# Full Suspension or Hardtail?



## mrbikerboy73 (25 May 2015)

Just curious as to riders preferences. Sorry if this has been done before!


----------



## Drago (25 May 2015)

Depends on budget, type of bike and terrain .


----------



## T.M.H.N.E.T (25 May 2015)

Both


----------



## Yellow Saddle (25 May 2015)

Horses for courses.


----------



## screenman (25 May 2015)

One or more of each.


----------



## Crackle (25 May 2015)

As an all rounder, a hardtail.


----------



## DEFENDER01 (25 May 2015)

Hard tail with front suspension.
{ Not listed in the options.}
If you ride on Essex roads you will know why.


----------



## MontyVeda (25 May 2015)

since my old MTB spends most of its time on tarmac... I've remained fully rigid. I guess it's more of an urban bike by today's standards.


----------



## drummerbod (25 May 2015)

Do you mean if money was no object?


----------



## drummerbod (25 May 2015)

DEFENDER01 said:


> Hard tail with front suspension.
> { Not listed in the options.}
> If you ride on Essex roads you will know why.

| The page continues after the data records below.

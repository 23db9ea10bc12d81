//! The `darkroom upload` command.

use clap::Args;
use darkroom_core::pipeline::{DiscoveredFile, FileDiscovery};
use darkroom_core::{Config, Darkroom, SourceImage, UploadRequest};
use std::path::PathBuf;
use std::time::Instant;

use super::types::ReportFormatArg;

/// Arguments for the `upload` command.
#[derive(Args, Debug)]
pub struct UploadArgs {
    /// Image file or directory to upload
    #[arg(required = true)]
    pub input: PathBuf,

    /// Collection that owns the uploaded images
    #[arg(short, long)]
    pub collection: i64,

    /// Media type to record instead of sniffing it from the bytes
    #[arg(long)]
    pub media_type: Option<String>,

    /// Report file (defaults to stdout)
    #[arg(short, long)]
    pub output: Option<PathBuf>,

    /// Report format
    #[arg(short, long, value_enum, default_value = "json")]
    pub format: ReportFormatArg,
}

/// Execute the upload command.
pub async fn execute(args: UploadArgs, config: Config) -> anyhow::Result<()> {
    if !args.input.exists() {
        anyhow::bail!(
            "Input path does not exist: {:?}\n\n  Hint: Check the file path and try again.",
            args.input
        );
    }

    let files = FileDiscovery::new(&config.processing).discover(&args.input);
    if files.is_empty() {
        tracing::warn!("No supported image files found at {:?}", args.input);
        return Ok(());
    }
    tracing::info!("Found {} image(s) to upload", files.len());

    let darkroom = super::open(config).await?;
    // Fail fast before reading any file
    darkroom.get_collection(args.collection).await?;

    let start = Instant::now();
    let progress = (files.len() > 1).then(|| create_progress_bar(files.len() as u64));

    let mut uploaded: Vec<SourceImage> = Vec::with_capacity(files.len());
    let mut failed = 0u64;
    let mut total_bytes = 0u64;
    for file in &files {
        if let Some(pb) = &progress {
            pb.set_message(file.file_name.clone());
        }
        match upload_one(&darkroom, file, &args).await {
            Ok(image) => {
                total_bytes += image.file_size;
                uploaded.push(image);
            }
            Err(e) => {
                failed += 1;
                tracing::warn!("Failed to upload {:?}: {}", file.path, e);
            }
        }
        if let Some(pb) = &progress {
            pb.inc(1);
        }
    }
    if let Some(pb) = progress {
        pb.finish_with_message("done");
    }

    let mut writer = super::report_writer(args.output.as_deref(), args.format)?;
    writer.write_list(&uploaded)?;
    writer.flush()?;

    tracing::info!(
        "Uploaded {} image(s), {} failed, {:.1} MB in {:?}",
        uploaded.len(),
        failed,
        total_bytes as f64 / 1_000_000.0,
        start.elapsed()
    );
    if uploaded.is_empty() {
        anyhow::bail!("No images were uploaded");
    }
    Ok(())
}

async fn upload_one(
    darkroom: &Darkroom,
    file: &DiscoveredFile,
    args: &UploadArgs,
) -> anyhow::Result<SourceImage> {
    let bytes = tokio::fs::read(&file.path).await?;
    let image = darkroom
        .upload(UploadRequest {
            bytes,
            file_name: file.file_name.clone(),
            media_type: args.media_type.clone(),
            collection_id: args.collection,
        })
        .await?;
    tracing::debug!("{} -> image {} ({})", file.file_name, image.id, image.storage_key);
    Ok(image)
}

/// Create a progress bar for multi-file uploads.
fn create_progress_bar(total: u64) -> indicatif::ProgressBar {
    use indicatif::{ProgressBar, ProgressStyle};

    let pb = ProgressBar::new(total);
    let style = ProgressStyle::default_bar()
        .template(
            "{spinner:.green} [{elapsed_precise}] [{bar:40.cyan/blue}] {pos}/{len} ({percent}%) {msg}",
        )
        .unwrap_or_else(|_| ProgressStyle::default_bar())
        .progress_chars("##-");
    pb.set_style(style);
    pb.set_message("starting...");
    pb
}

I thought a hardtail was a front suspension only bike.


----------



## DEFENDER01 (25 May 2015)

drummerbod said:


> I thought a hardtail was a front suspension only bike.


You could be right.
Or you can get a hard tail with front suspension
Or a hard tail with rigid front forks.
Excuse me i am just being silly now { must lay off the cheese for a while.}


----------



## Crackle (25 May 2015)

DEFENDER01 said:


> Or a hard tail with rigid front forks


That's a rigid


----------



## Kevoffthetee (25 May 2015)

As I don't throw myself off hills or go very fast down steep track, I have no need for a full susser.

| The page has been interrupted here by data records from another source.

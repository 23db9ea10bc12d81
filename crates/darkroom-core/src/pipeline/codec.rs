//! Encoding filtered rasters into the requested output format.

use image::codecs::jpeg::JpegEncoder;
use image::{ImageFormat, RgbImage};
use std::io::Cursor;

use super::spec::OutputFormat;
use crate::error::{PipelineError, PipelineResult};

/// Encodes RGB rasters. JPEG quality comes from `[codec]` config.
#[derive(Debug, Clone, Copy)]
pub struct Encoder {
    jpeg_quality: u8,
}

impl Default for Encoder {
    fn default() -> Self {
        Self::new(90)
    }
}

impl Encoder {
    pub fn new(jpeg_quality: u8) -> Self {
        Self { jpeg_quality }
    }

    /// Encode `image` and return the bytes with their media type.
    pub fn encode(
        &self,
        image: &RgbImage,
        format: OutputFormat,
    ) -> PipelineResult<(Vec<u8>, &'static str)> {
        let mut buffer = Cursor::new(Vec::new());

        let result = match format {
            OutputFormat::Jpeg => {
                JpegEncoder::new_with_quality(&mut buffer, self.jpeg_quality).encode_image(image)
            }
            OutputFormat::Png => image.write_to(&mut buffer, ImageFormat::Png),
            OutputFormat::Webp => image.write_to(&mut buffer, ImageFormat::WebP),
        };

        result.map_err(|e| PipelineError::Encode {
            format: format.as_str().to_string(),
            message: e.to_string(),
        })?;

        Ok((buffer.into_inner(), format.media_type()))
    }
}

#[cfg(test)]
mod tests {
    use super::*;
    use image::Rgb;

    fn sample() -> RgbImage {
        RgbImage::from_fn(64, 48, |x, y| Rgb([(x * 4) as u8, (y * 5) as u8, 128]))
    }

    #[test]
    fn test_png_roundtrips_losslessly() {
        let img = sample();
        let (bytes, media_type) = Encoder::default().encode(&img, OutputFormat::Png).unwrap();
        assert_eq!(media_type, "image/png");
        assert_eq!(&bytes[1..4], b"PNG");

        let decoded = image::load_from_memory(&bytes).unwrap().to_rgb8();
        assert_eq!(decoded, img);
    }

    #[test]
    fn test_jpeg_has_soi_marker() {
        let (bytes, media_type) = Encoder::new(75).encode(&sample(), OutputFormat::Jpeg).unwrap();
        assert_eq!(media_type, "image/jpeg");
        assert_eq!(&bytes[0..3], &[0xFF, 0xD8, 0xFF]);
    }

    #[test]
    fn test_webp_is_riff() {
        let (bytes, media_type) = Encoder::default().encode(&sample(), OutputFormat::Webp).unwrap();
        assert_eq!(media_type, "image/webp");
        assert_eq!(&bytes[0..4], b"RIFF");
        assert_eq!(&bytes[8..12], b"WEBP");
    }

    #[test]
    fn test_jpeg_quality_changes_size() {
        let img = RgbImage::from_fn(128, 128, |x, y| {
            Rgb([(x * 31 % 256) as u8, (y * 17 % 256) as u8, ((x ^ y) % 256) as u8])
        });
        let (low, _) = Encoder::new(10).encode(&img, OutputFormat::Jpeg).unwrap();
        let (high, _) = Encoder::new(95).encode(&img, OutputFormat::Jpeg).unwrap();
        assert!(low.len() < high.len());
    }
}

For that reason I'd opt for a hardtail but if there was never a need for chunky tyres then a CX'er would be my choice


----------



## DEFENDER01 (25 May 2015)

Crackle said:


> That's a rigid


Rigid is not listed.


----------



## Trull (26 May 2015)

I bought a Spesh Stumpjumper… hardtail, wish I'd bought a full susser. But then I live at the foot of the Cairngorms.. and they are proper gnarly! YMMV.


----------



## Motozulu (26 May 2015)

HT is the better all rounder, but then you say 'what HT?' long travel or XC?

I'd say both tbf. Then you are covered. I mean a F/S and a good long travel HT when I say both, BTW. XC HT's are so limited as to make them useless, unless XC is all you do.


----------